Volek obtained a MSc in Exercise Physiology in 1995 and PhD in Kinesiology from Pennsylvania State University in 1999. He is a registered dietitian.

Volek is a professor in the Department of Human Sciences at Ohio State University. He has obtained over $7 million in research grants to study the health outcomes of low-carbohydrate diets. He co-founded Virta Health Corp and is Chief Science Officer. As of 2023, Volek is investigating the use of ketogenic diets in brain metastases.

Volek is on the advisory board of Atkins-HCP (owned by Atkins Nutritionals) and co-authored a book promoting a modified version of the Atkins diet. Volek promotes a diet high in saturated fat and has disputed the saturated fat guidelines.

Volek's book The Art and Science of Low Carbohydrate Living, co-authored with Stephen D. Phinney received an overall score of 74% by Red Pen Reviews, including a score of 63% for scientific accuracy. The review concluded that "we think Art and Science could be a useful book for people interested in low-carb diets, but they may want to view its scientific claims with some caution."

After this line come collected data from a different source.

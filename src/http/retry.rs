//! Retry policies for HTTP requests.

use std::time::Duration;

/// Retry policy for an HTTP request.
#[derive(Debug, Clone, Default)]
pub enum RetryPolicy {
    /// No retries — the default for mutating endpoints.
    #[default]
    None,
    /// Retry transport failures and 429/502/503/504 with capped doubling
    /// backoff. Default for reads.
    Idempotent,
    /// Caller-provided retry behavior.
    Custom(RetryConfig),
}

/// Configuration for retry behavior.
#[derive(Debug, Clone)]
pub struct RetryConfig {
    /// Retry attempts, not counting the initial request.
    pub max_retries: u32,
    pub initial_delay: Duration,
    pub max_delay: Duration,
    /// Add up to ±25% random skew to each delay.
    pub jitter: bool,
}

impl Default for RetryConfig {
    fn default() -> Self {
        Self {
            max_retries: 3,
            initial_delay: Duration::from_millis(200),
            max_delay: Duration::from_secs(5),
            jitter: true,
        }
    }
}

impl RetryConfig {
    /// Delay before retry `attempt` (0-indexed): doubles from
    /// `initial_delay`, capped at `max_delay`, optionally jittered.
    pub fn delay_for_attempt(&self, attempt: u32) -> Duration {
        let exp = attempt.min(16);
        let base = self
            .initial_delay
            .saturating_mul(1u32.checked_shl(exp).unwrap_or(u32::MAX))
            .min(self.max_delay);

        if !self.jitter {
            return base;
        }

        let base_ms = base.as_millis() as f64;
        let skew = (rand::random::<f64>() - 0.5) * 0.5 * base_ms;
        Duration::from_millis((base_ms + skew).max(0.0) as u64)
    }
}

/// Whether an HTTP status warrants a retry under `Idempotent`.
pub(crate) fn is_retryable_status(status: u16) -> bool {
    matches!(status, 429 | 502 | 503 | 504)
}

#[cfg(test)]
mod tests {
    use super::*;

    #[test]
    fn test_delay_doubles_without_jitter() {
        let config = RetryConfig {
            jitter: false,
            ..Default::default()
        };
        assert_eq!(config.delay_for_attempt(0).as_millis(), 200);
        assert_eq!(config.delay_for_attempt(1).as_millis(), 400);
        assert_eq!(config.delay_for_attempt(2).as_millis(), 800);
    }

    #[test]
    fn test_delay_caps_at_max() {
        let config = RetryConfig {
            max_retries: 10,
            initial_delay: Duration::from_millis(500),
            max_delay: Duration::from_secs(2),
            jitter: false,
        };
        assert_eq!(config.delay_for_attempt(8).as_millis(), 2000);
    }

    #[test]
    fn test_jittered_delay_stays_near_base() {
        let config = RetryConfig::default();
        let delay = config.delay_for_attempt(0).as_millis() as f64;
        assert!((150.0..=250.0).contains(&delay));
    }

    #[test]
    fn test_retryable_statuses() {
        assert!(is_retryable_status(429));
        assert!(is_retryable_status(503));
        assert!(!is_retryable_status(400));
        assert!(!is_retryable_status(500));
    }
}
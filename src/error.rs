//! Unified SDK error types.

use thiserror::Error;

/// Top-level SDK error.
#[derive(Error, Debug)]
pub enum SdkError {
    #[error("HTTP error: {0}")]
    Http(#[from] HttpError),

    #[error("WebSocket error: {0}")]
    Ws(#[from] WsError),

    #[error("Not authenticated")]
    NotAuthenticated,

    #[error("Serialization error: {0}")]
    Serde(#[from] serde_json::Error),

    #[error("{0}")]
    Other(String),
}

/// HTTP-layer errors.
#[derive(Error, Debug)]
pub enum HttpError {
    #[error("Request failed: {0}")]
    Reqwest(#[from] reqwest::Error),

    /// The `{success: false, error}` envelope the backend wraps every
    /// response in.
    #[error("API error: {0}")]
    Api(String),

    #[error("Server error {status}: {body}")]
    ServerError { status: u16, body: String },

    #[error("Unauthorized")]
    Unauthorized,

    #[error("Not found: {0}")]
    NotFound(String),

    #[error("Timeout")]
    Timeout,

    #[error("Max retries exceeded after {attempts} attempts: {last_error}")]
    MaxRetriesExceeded { attempts: u32, last_error: String },
}

/// WebSocket errors.
///
/// Connection-establishment failures surface exactly once through the
/// result of `Session::connect`; everything after that is delivered as
/// `SessionEvent::ConnectionStatus` / `SessionEvent::Error` events, never
/// thrown from a delivery path.
#[derive(Error, Debug)]
pub enum WsError {
    #[error("Not connected")]
    NotConnected,

    #[error("Connection not established within the handshake timeout")]
    ConnectTimeout,

    #[error("Connection failed: {0}")]
    ConnectionFailed(String),

    #[error("Reconnect budget exhausted after {attempts} attempts")]
    ReconnectExhausted { attempts: u32 },

    #[error("Send failed: {0}")]
    SendFailed(String),

    #[error("Deserialization error: {0}")]
    Deserialization(String),

    #[error("Connection closed: code={code:?} reason={reason}")]
    Closed { code: Option<u16>, reason: String },
}
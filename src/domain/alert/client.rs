//! High-level alerts API — REST persistence plus live subscription.
//!
//! Creating an alert is a dual write: persist it over REST, then tell the
//! realtime channel to start monitoring it. The second half is best-effort;
//! a down channel never fails the REST call that already succeeded.

use crate::client::AlphaClient;
use crate::domain::alert::{AlertConfig, PriceAlert};
use crate::error::SdkError;
use crate::shared::AlertId;

/// Alerts sub-client, obtained from [`AlphaClient::alerts`].
pub struct Alerts<'a> {
    client: &'a AlphaClient,
}

impl<'a> Alerts<'a> {
    pub(crate) fn new(client: &'a AlphaClient) -> Self {
        Self { client }
    }

    /// Fetch all of the authenticated user's alerts.
    pub async fn list(&self) -> Result<Vec<PriceAlert>, SdkError> {
        self.client.require_user_id().await?;
        Ok(self.client.http().get_alerts().await?)
    }

    /// Create an alert and start live monitoring for it.
    pub async fn create(&self, config: &AlertConfig) -> Result<PriceAlert, SdkError> {
        let user_id = self.client.require_user_id().await?;
        let alert = self.client.http().create_alert(config).await?;
        self.client.live_alerts().subscribe(&user_id, config);
        Ok(alert)
    }

    /// Delete an alert and stop live monitoring for it.
    pub async fn delete(&self, alert_id: &AlertId) -> Result<(), SdkError> {
        let user_id = self.client.require_user_id().await?;
        self.client.http().delete_alert(alert_id).await?;
        self.client.live_alerts().unsubscribe(&user_id, alert_id);
        Ok(())
    }
}
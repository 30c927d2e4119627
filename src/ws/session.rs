//! Realtime session — connection state machine, event dispatch, lifecycle.
//!
//! A background tokio task owns the channel; the public [`Session`] handle
//! communicates with it over an mpsc command channel. `Session` is cheap
//! to clone and every clone shares the same channel, state, and listener
//! registry — the process has one realtime session, passed to consumers by
//! handle instead of through a global.

use std::sync::atomic::{AtomicU8, Ordering};
use std::sync::{Arc, Mutex};

use futures_util::{SinkExt, StreamExt};
use tokio::sync::{mpsc, oneshot};
use tokio::task::JoinHandle;

use crate::error::WsError;
use crate::shared::UserId;
use crate::ws::registry::EventRegistry;
use crate::ws::transport::{Connection, Transport, TungsteniteTransport};
use crate::ws::{parse_inbound, ConnectionStatus, ErrorPayload, MessageOut, SessionEvent, WsConfig};

// ─── State machine ───────────────────────────────────────────────────────────

/// Connection lifecycle state.
///
/// `Idle →(connect)→ Connecting →(open)→ Connected`;
/// `Connected →(network loss)→ Disconnected →(auto-retry)→ Connecting`;
/// `Connecting →(budget exhausted)→ Failed`;
/// any state `→(disconnect)→ Idle`.
#[derive(Debug, Clone, Copy, PartialEq, Eq)]
#[repr(u8)]
pub enum SessionState {
    Idle = 0,
    Connecting = 1,
    Connected = 2,
    Disconnected = 3,
    Failed = 4,
}

impl From<u8> for SessionState {
    fn from(value: u8) -> Self {
        match value {
            1 => SessionState::Connecting,
            2 => SessionState::Connected,
            3 => SessionState::Disconnected,
            4 => SessionState::Failed,
            _ => SessionState::Idle,
        }
    }
}

// ─── Commands from the public API to the background task ─────────────────────

enum Command {
    Send(MessageOut),
    Disconnect,
}

/// Why the connected loop ended.
enum LoopExit {
    /// `disconnect()` was called or every handle was dropped. The task
    /// must not touch shared state afterwards.
    UserRequested,
    /// The channel dropped out from under us; reconnection policy applies.
    Dropped(String),
}

// ─── Shared state between handles and the task ───────────────────────────────

struct SharedState {
    state: AtomicU8,
    registry: EventRegistry,
}

impl SharedState {
    fn set_state(&self, state: SessionState) {
        self.state.store(state as u8, Ordering::SeqCst);
    }

    fn state(&self) -> SessionState {
        SessionState::from(self.state.load(Ordering::SeqCst))
    }

    fn emit_status(&self, connected: bool, reason: Option<String>) {
        self.registry.emit(&SessionEvent::ConnectionStatus(ConnectionStatus {
            connected,
            reason,
        }));
    }

    fn emit_error(&self, message: String) {
        self.registry
            .emit(&SessionEvent::Error(ErrorPayload { message, code: None }));
    }
}

struct ConnSlot {
    cmd_tx: Option<mpsc::Sender<Command>>,
    task: Option<JoinHandle<()>>,
}

struct SessionInner {
    config: WsConfig,
    transport: Arc<dyn Transport>,
    shared: Arc<SharedState>,
    conn: Mutex<ConnSlot>,
}

// ─── Public Session handle ───────────────────────────────────────────────────

/// Handle to the process's realtime session.
#[derive(Clone)]
pub struct Session {
    inner: Arc<SessionInner>,
}

impl Session {
    /// Create a session over the production WebSocket transport.
    /// Does not connect yet.
    pub fn new(config: WsConfig) -> Self {
        Self::with_transport(config, Arc::new(TungsteniteTransport))
    }

    /// Create a session over a custom transport (tests use the mock from
    /// `crate::testing`).
    pub fn with_transport(config: WsConfig, transport: Arc<dyn Transport>) -> Self {
        Self {
            inner: Arc::new(SessionInner {
                config,
                transport,
                shared: Arc::new(SharedState {
                    state: AtomicU8::new(SessionState::Idle as u8),
                    registry: EventRegistry::new(),
                }),
                conn: Mutex::new(ConnSlot {
                    cmd_tx: None,
                    task: None,
                }),
            }),
        }
    }

    /// The shared listener registry.
    pub fn events(&self) -> &EventRegistry {
        &self.inner.shared.registry
    }

    /// Current lifecycle state.
    pub fn state(&self) -> SessionState {
        self.inner.shared.state()
    }

    /// Last known connection status.
    pub fn is_connected(&self) -> bool {
        self.state() == SessionState::Connected
    }

    /// Open the channel, presenting `identity` as handshake auth.
    ///
    /// Settles exactly once:
    /// - `Ok(())` on the first `Connected` transition;
    /// - `Err(ConnectTimeout)` if that transition is not reached within
    ///   `connect_timeout` (initial attempt only);
    /// - `Err(ReconnectExhausted)` once the attempt budget runs out
    ///   without ever connecting.
    ///
    /// Later disconnect/reconnect cycles are reported through
    /// `on_connection_status` listeners, never through this result.
    /// Calling `connect` while the session task is already running is a
    /// no-op returning `Ok(())`.
    pub async fn connect(&self, identity: Option<UserId>) -> Result<(), WsError> {
        let settle_rx = {
            let mut conn = self.inner.conn.lock().expect("session lock poisoned");

            let task_alive = conn.task.as_ref().is_some_and(|t| !t.is_finished());
            if conn.cmd_tx.is_some() && task_alive {
                return Ok(());
            }

            let (cmd_tx, cmd_rx) = mpsc::channel(64);
            let (settle_tx, settle_rx) = oneshot::channel();

            let ctx = TaskContext {
                config: self.inner.config.clone(),
                transport: Arc::clone(&self.inner.transport),
                shared: Arc::clone(&self.inner.shared),
                identity,
            };
            conn.cmd_tx = Some(cmd_tx);
            conn.task = Some(tokio::spawn(run_task(ctx, cmd_rx, settle_tx)));
            settle_rx
        };

        match tokio::time::timeout(self.inner.config.connect_timeout, settle_rx).await {
            Ok(Ok(result)) => result,
            // Task ended without settling — disconnect() during the attempt.
            Ok(Err(_)) => Err(WsError::ConnectionFailed("session closed".into())),
            Err(_) => Err(WsError::ConnectTimeout),
        }
    }

    /// Tear the session down. Idempotent.
    ///
    /// Takes effect immediately from the caller's perspective: the state
    /// is forced to `Idle` and the listener registry is cleared before
    /// this returns, so consumers must re-register listeners after any
    /// manual disconnect. The channel itself is closed by the background
    /// task.
    pub fn disconnect(&self) {
        let (cmd_tx, task) = {
            let mut conn = self.inner.conn.lock().expect("session lock poisoned");
            (conn.cmd_tx.take(), conn.task.take())
        };

        if let Some(tx) = cmd_tx {
            let _ = tx.try_send(Command::Disconnect);
        }
        if let Some(handle) = task {
            handle.abort();
        }

        self.inner.shared.set_state(SessionState::Idle);
        self.inner.shared.registry.clear();
        tracing::info!("Session disconnected");
    }

    /// Send one message over the channel.
    ///
    /// Best-effort by design: unless the session is currently `Connected`
    /// this returns `Err(NotConnected)` without queueing or retrying.
    pub fn send(&self, msg: MessageOut) -> Result<(), WsError> {
        if !self.is_connected() {
            return Err(WsError::NotConnected);
        }

        let cmd_tx = {
            let conn = self.inner.conn.lock().expect("session lock poisoned");
            conn.cmd_tx.clone()
        };

        match cmd_tx {
            Some(tx) => tx.try_send(Command::Send(msg)).map_err(|e| match e {
                mpsc::error::TrySendError::Full(_) => {
                    WsError::SendFailed("command channel full".into())
                }
                mpsc::error::TrySendError::Closed(_) => WsError::NotConnected,
            }),
            None => Err(WsError::NotConnected),
        }
    }

    /// One-shot liveness probe; the reply arrives at `on_pong` listeners.
    pub fn ping(&self) -> Result<(), WsError> {
        self.send(MessageOut::Ping)
    }
}

// ─── Background task ─────────────────────────────────────────────────────────

struct TaskContext {
    config: WsConfig,
    transport: Arc<dyn Transport>,
    shared: Arc<SharedState>,
    identity: Option<UserId>,
}

async fn run_task(
    ctx: TaskContext,
    mut cmd_rx: mpsc::Receiver<Command>,
    settle_tx: oneshot::Sender<Result<(), WsError>>,
) {
    let mut settle = Some(settle_tx);
    let mut attempts: u32 = 0;

    loop {
        ctx.shared.set_state(SessionState::Connecting);
        attempts += 1;

        match ctx
            .transport
            .connect(ctx.config.url.clone(), ctx.identity.clone())
            .await
        {
            Ok(conn) => {
                attempts = 0;
                ctx.shared.set_state(SessionState::Connected);
                tracing::info!("Realtime session connected");
                if let Some(tx) = settle.take() {
                    let _ = tx.send(Ok(()));
                }
                ctx.shared.emit_status(true, None);

                match run_connected(&ctx, conn, &mut cmd_rx).await {
                    LoopExit::UserRequested => return,
                    LoopExit::Dropped(reason) => {
                        tracing::warn!("Connection lost: {}", reason);
                        ctx.shared.set_state(SessionState::Disconnected);
                        ctx.shared.emit_status(false, Some(reason));
                    }
                }
            }
            Err(e) => {
                tracing::warn!(
                    attempt = attempts,
                    max = ctx.config.max_connect_attempts,
                    "Connection attempt failed: {}",
                    e
                );
                ctx.shared.emit_error(format!("Connection failed: {e}"));
            }
        }

        if attempts >= ctx.config.max_connect_attempts {
            ctx.shared.set_state(SessionState::Failed);
            if let Some(tx) = settle.take() {
                let _ = tx.send(Err(WsError::ReconnectExhausted { attempts }));
            }
            tracing::error!("Reconnect budget exhausted after {} attempts", attempts);
            return;
        }

        // Fixed inter-attempt delay — deliberately not exponential.
        tokio::time::sleep(ctx.config.reconnect_delay).await;
    }
}

/// The connected loop — runs until the channel breaks or the user
/// disconnects.
async fn run_connected(
    ctx: &TaskContext,
    conn: Connection,
    cmd_rx: &mut mpsc::Receiver<Command>,
) -> LoopExit {
    let Connection {
        mut outbound,
        mut inbound,
    } = conn;

    let mut ping_interval = ctx.config.ping_interval.map(|period| {
        let mut interval = tokio::time::interval(period);
        interval.set_missed_tick_behavior(tokio::time::MissedTickBehavior::Delay);
        interval.reset(); // skip the immediate first tick
        interval
    });
    let ping_enabled = ping_interval.is_some();

    loop {
        tokio::select! {
            frame = inbound.next() => {
                match frame {
                    Some(Ok(text)) => dispatch_frame(&ctx.shared, &text),
                    Some(Err(e)) => return LoopExit::Dropped(e.to_string()),
                    None => return LoopExit::Dropped("stream ended".into()),
                }
            }

            cmd = cmd_rx.recv() => {
                match cmd {
                    Some(Command::Send(msg)) => {
                        send_frame(&mut outbound, &msg).await;
                    }
                    Some(Command::Disconnect) => {
                        let _ = outbound.close().await;
                        return LoopExit::UserRequested;
                    }
                    // Every Session handle dropped — clean exit.
                    None => {
                        let _ = outbound.close().await;
                        return LoopExit::UserRequested;
                    }
                }
            }

            _ = tick(&mut ping_interval), if ping_enabled => {
                tracing::trace!("Health-check ping");
                send_frame(&mut outbound, &MessageOut::Ping).await;
            }
        }
    }
}

async fn tick(interval: &mut Option<tokio::time::Interval>) {
    match interval {
        Some(interval) => {
            interval.tick().await;
        }
        // Guarded out by the select precondition.
        None => std::future::pending::<()>().await,
    }
}

/// Route one inbound frame to the registry.
///
/// Unknown event names are dropped silently; malformed frames surface to
/// `on_error` listeners. Nothing on this path returns an error — delivery
/// problems must never tear the session down.
fn dispatch_frame(shared: &SharedState, text: &str) {
    match parse_inbound(text) {
        Ok(Some(kind)) => shared.registry.emit(&SessionEvent::from(kind)),
        Ok(None) => {}
        Err(e) => {
            tracing::warn!("Malformed inbound frame: {} — raw: {}", e, text);
            shared.emit_error(e.to_string());
        }
    }
}

async fn send_frame(outbound: &mut crate::ws::transport::OutboundSink, msg: &MessageOut) {
    let json = match serde_json::to_string(msg) {
        Ok(json) => json,
        Err(e) => {
            tracing::error!("Failed to serialize outbound message: {}", e);
            return;
        }
    };
    if let Err(e) = outbound.send(json).await {
        tracing::warn!("Send failed: {}", e);
    }
}
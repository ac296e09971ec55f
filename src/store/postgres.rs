use async_trait::async_trait;
use chrono::{DateTime, Utc};
use sqlx::postgres::{PgPool, PgPoolOptions};
use sqlx::{Postgres, Transaction};
use uuid::Uuid;

use super::{AddressStore, CustomerStore, OutboxMessage, OutboxStore, StoreError};
use crate::domain::address::{Address, AddressDraft};
use crate::domain::customer::{Customer, LifecycleEvent};

// ============================================================================
// Postgres Store
// ============================================================================
//
// Tables (see migrations/):
// - customers         unique email, unique cpf, unique external_id
// - addresses         customer_id FK, ON DELETE CASCADE
// - outbox_messages   staged lifecycle events, published_at set by the relay
//
// ============================================================================

const CUSTOMER_COLUMNS: &str =
    "id, name, last_name, email, cpf, cep, birth_date, external_id";

const ADDRESS_COLUMNS: &str = "id, customer_id, contact_name, contact_last_name, contact_phone, \
     address, number, neighborhood, city, state, cep, complement";

#[derive(Clone)]
pub struct PgStore {
    pool: PgPool,
}

impl PgStore {
    pub fn new(pool: PgPool) -> Self {
        Self { pool }
    }

    pub async fn connect(database_url: &str, max_connections: u32) -> Result<Self, StoreError> {
        let pool = PgPoolOptions::new()
            .max_connections(max_connections)
            .connect(database_url)
            .await?;

        tracing::info!(max_connections, "Connected to Postgres");
        Ok(Self::new(pool))
    }

    pub async fn migrate(&self) -> Result<(), StoreError> {
        sqlx::migrate!("./migrations")
            .run(&self.pool)
            .await?;

        tracing::info!("Database migrations applied");
        Ok(())
    }

    async fn find_customer_where(
        &self,
        clause: &str,
        value: &str,
    ) -> Result<Option<Customer>, StoreError> {
        let sql = format!("SELECT {} FROM customers WHERE {} = $1", CUSTOMER_COLUMNS, clause);
        let customer = sqlx::query_as::<_, Customer>(&sql)
            .bind(value)
            .fetch_optional(&self.pool)
            .await?;
        Ok(customer)
    }

    async fn stage_event(
        tx: &mut Transaction<'_, Postgres>,
        event: &LifecycleEvent,
    ) -> Result<(), StoreError> {
        let message = OutboxMessage::from_event(event)?;

        sqlx::query(
            "INSERT INTO outbox_messages (id, aggregate_id, event_type, routing_key, payload, created_at) \
             VALUES ($1, $2, $3, $4, $5, $6)",
        )
        .bind(message.id)
        .bind(message.aggregate_id)
        .bind(&message.event_type)
        .bind(&message.routing_key)
        .bind(&message.payload)
        .bind(message.created_at)
        .execute(&mut **tx)
        .await?;

        tracing::debug!(
            outbox_id = %message.id,
            customer_id = message.aggregate_id,
            routing_key = %message.routing_key,
            "Staged lifecycle event in outbox"
        );

        Ok(())
    }
}

/// Unique violations surface as `Conflict` so callers can report duplicates.
fn classify(err: sqlx::Error) -> StoreError {
    if let sqlx::Error::Database(db) = &err {
        if db.is_unique_violation() {
            return StoreError::Conflict(db.constraint().unwrap_or("unique").to_string());
        }
    }
    StoreError::Database(err)
}

#[async_trait]
impl CustomerStore for PgStore {
    async fn next_id(&self) -> Result<i64, StoreError> {
        let (id,): (i64,) = sqlx::query_as("SELECT nextval('customer_id_seq')")
            .fetch_one(&self.pool)
            .await?;
        Ok(id)
    }

    async fn find_by_id(&self, id: i64) -> Result<Option<Customer>, StoreError> {
        let sql = format!("SELECT {} FROM customers WHERE id = $1", CUSTOMER_COLUMNS);
        let customer = sqlx::query_as::<_, Customer>(&sql)
            .bind(id)
            .fetch_optional(&self.pool)
            .await?;
        Ok(customer)
    }

    async fn find_by_email(&self, email: &str) -> Result<Option<Customer>, StoreError> {
        self.find_customer_where("email", email).await
    }

    async fn find_by_cpf(&self, cpf: &str) -> Result<Option<Customer>, StoreError> {
        self.find_customer_where("cpf", cpf).await
    }

    async fn find_by_cpf_excluding(
        &self,
        cpf: &str,
        excluded_id: i64,
    ) -> Result<Option<Customer>, StoreError> {
        let sql = format!(
            "SELECT {} FROM customers WHERE cpf = $1 AND id <> $2",
            CUSTOMER_COLUMNS
        );
        let customer = sqlx::query_as::<_, Customer>(&sql)
            .bind(cpf)
            .bind(excluded_id)
            .fetch_optional(&self.pool)
            .await?;
        Ok(customer)
    }

    async fn find_by_external_id(&self, external_id: &str) -> Result<Option<Customer>, StoreError> {
        self.find_customer_where("external_id", external_id).await
    }

    async fn exists(&self, id: i64) -> Result<bool, StoreError> {
        let (exists,): (bool,) =
            sqlx::query_as("SELECT EXISTS (SELECT 1 FROM customers WHERE id = $1)")
                .bind(id)
                .fetch_one(&self.pool)
                .await?;
        Ok(exists)
    }

    async fn insert(&self, customer: &Customer, event: &LifecycleEvent) -> Result<(), StoreError> {
        let mut tx = self.pool.begin().await?;

        sqlx::query(
            "INSERT INTO customers (id, name, last_name, email, cpf, cep, birth_date, external_id) \
             VALUES ($1, $2, $3, $4, $5, $6, $7, $8)",
        )
        .bind(customer.id)
        .bind(&customer.name)
        .bind(&customer.last_name)
        .bind(&customer.email)
        .bind(&customer.cpf)
        .bind(&customer.cep)
        .bind(customer.birth_date)
        .bind(&customer.external_id)
        .execute(&mut *tx)
        .await
        .map_err(classify)?;

        Self::stage_event(&mut tx, event).await?;
        tx.commit().await?;
        Ok(())
    }

    async fn update(&self, customer: &Customer, event: &LifecycleEvent) -> Result<(), StoreError> {
        let mut tx = self.pool.begin().await?;

        let result = sqlx::query(
            "UPDATE customers SET name = $2, last_name = $3, cpf = $4, birth_date = $5, \
             updated_at = now() WHERE id = $1",
        )
        .bind(customer.id)
        .bind(&customer.name)
        .bind(&customer.last_name)
        .bind(&customer.cpf)
        .bind(customer.birth_date)
        .execute(&mut *tx)
        .await
        .map_err(classify)?;

        if result.rows_affected() == 0 {
            return Err(StoreError::Missing { entity: "customer", id: customer.id });
        }

        Self::stage_event(&mut tx, event).await?;
        tx.commit().await?;
        Ok(())
    }

    async fn delete(&self, id: i64, event: &LifecycleEvent) -> Result<(), StoreError> {
        let mut tx = self.pool.begin().await?;

        let result = sqlx::query("DELETE FROM customers WHERE id = $1")
            .bind(id)
            .execute(&mut *tx)
            .await?;

        if result.rows_affected() == 0 {
            return Err(StoreError::Missing { entity: "customer", id });
        }

        Self::stage_event(&mut tx, event).await?;
        tx.commit().await?;
        Ok(())
    }

    async fn link_external_id(&self, id: i64, external_id: &str) -> Result<(), StoreError> {
        let result = sqlx::query(
            "UPDATE customers SET external_id = $2, updated_at = now() WHERE id = $1",
        )
        .bind(id)
        .bind(external_id)
        .execute(&self.pool)
        .await
        .map_err(classify)?;

        if result.rows_affected() == 0 {
            return Err(StoreError::Missing { entity: "customer", id });
        }
        Ok(())
    }
}

#[async_trait]
impl AddressStore for PgStore {
    async fn find_by_id(&self, id: i64) -> Result<Option<Address>, StoreError> {
        let sql = format!("SELECT {} FROM addresses WHERE id = $1", ADDRESS_COLUMNS);
        let address = sqlx::query_as::<_, Address>(&sql)
            .bind(id)
            .fetch_optional(&self.pool)
            .await?;
        Ok(address)
    }

    async fn find_by_customer(&self, customer_id: i64) -> Result<Vec<Address>, StoreError> {
        let sql = format!(
            "SELECT {} FROM addresses WHERE customer_id = $1 ORDER BY id",
            ADDRESS_COLUMNS
        );
        let addresses = sqlx::query_as::<_, Address>(&sql)
            .bind(customer_id)
            .fetch_all(&self.pool)
            .await?;
        Ok(addresses)
    }

    async fn insert(&self, customer_id: i64, draft: &AddressDraft) -> Result<Address, StoreError> {
        let sql = format!(
            "INSERT INTO addresses (customer_id, contact_name, contact_last_name, contact_phone, \
             address, number, neighborhood, city, state, cep, complement) \
             VALUES ($1, $2, $3, $4, $5, $6, $7, $8, $9, $10, $11) RETURNING {}",
            ADDRESS_COLUMNS
        );
        let address = sqlx::query_as::<_, Address>(&sql)
            .bind(customer_id)
            .bind(&draft.contact_name)
            .bind(&draft.contact_last_name)
            .bind(&draft.contact_phone)
            .bind(&draft.address)
            .bind(&draft.number)
            .bind(&draft.neighborhood)
            .bind(&draft.city)
            .bind(&draft.state)
            .bind(&draft.cep)
            .bind(&draft.complement)
            .fetch_one(&self.pool)
            .await?;
        Ok(address)
    }

    async fn update(&self, address: &Address) -> Result<(), StoreError> {
        let result = sqlx::query(
            "UPDATE addresses SET contact_name = $2, contact_last_name = $3, contact_phone = $4, \
             address = $5, number = $6, neighborhood = $7, city = $8, state = $9, cep = $10, \
             complement = $11, updated_at = now() WHERE id = $1",
        )
        .bind(address.id)
        .bind(&address.contact_name)
        .bind(&address.contact_last_name)
        .bind(&address.contact_phone)
        .bind(&address.address)
        .bind(&address.number)
        .bind(&address.neighborhood)
        .bind(&address.city)
        .bind(&address.state)
        .bind(&address.cep)
        .bind(&address.complement)
        .execute(&self.pool)
        .await?;

        if result.rows_affected() == 0 {
            return Err(StoreError::Missing { entity: "address", id: address.id });
        }
        Ok(())
    }

    async fn delete(&self, id: i64) -> Result<(), StoreError> {
        let result = sqlx::query("DELETE FROM addresses WHERE id = $1")
            .bind(id)
            .execute(&self.pool)
            .await?;

        if result.rows_affected() == 0 {
            return Err(StoreError::Missing { entity: "address", id });
        }
        Ok(())
    }
}

#[async_trait]
impl OutboxStore for PgStore {
    async fn pending(&self, limit: i64) -> Result<Vec<OutboxMessage>, StoreError> {
        let messages = sqlx::query_as::<_, OutboxMessage>(
            "SELECT id, aggregate_id, event_type, routing_key, payload, created_at \
             FROM outbox_messages WHERE published_at IS NULL \
             ORDER BY seq ASC LIMIT $1",
        )
        .bind(limit)
        .fetch_all(&self.pool)
        .await?;
        Ok(messages)
    }

    async fn mark_published(&self, id: Uuid) -> Result<(), StoreError> {
        sqlx::query("UPDATE outbox_messages SET published_at = now() WHERE id = $1")
            .bind(id)
            .execute(&self.pool)
            .await?;
        Ok(())
    }

    async fn prune_published(&self, cutoff: DateTime<Utc>) -> Result<u64, StoreError> {
        let result = sqlx::query(
            "DELETE FROM outbox_messages WHERE published_at IS NOT NULL AND published_at < $1",
        )
        .bind(cutoff)
        .execute(&self.pool)
        .await?;
        Ok(result.rows_affected())
    }
}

==2025-2030 Dietary Guidelines for Americans==

Volek was a review author of The Scientific Foundation For The Dietary Guidelines For Americans which was used as the evidentiary foundation for the 2025 Dietary Guidelines for Americans. Volek was referred to 10 times in the review. Almost half of Volek’s studies cited in the review were funded by his company Virta Health, a weight loss coaching company that advocates for low-carb and low-sugar diets.

==Funding==

Volek has received funding from the Dutch Dairy Association, Dairy Management Inc. and the Malaysian Palm Oil Board.

==Selected publications==

- The Testosterone Advantage Plan (with Adam Campbell and Lou Schuler, 2002)
- Men's Health TNT Diet (with Adam Campbell, 2008)
- New Atkins For a New You (with Eric C. Westman and Stephen D. Phinney, 2010)
- The Art and Science of Low Carbohydrate Living (with Stephen D. Phinney, 2011)
- The Art and Science of Low Carbohydrate Performance (with Stephen D. Phinney, 2012)
- "The Scientific Foundation For The Dietary Guidelines For Americans" (2026)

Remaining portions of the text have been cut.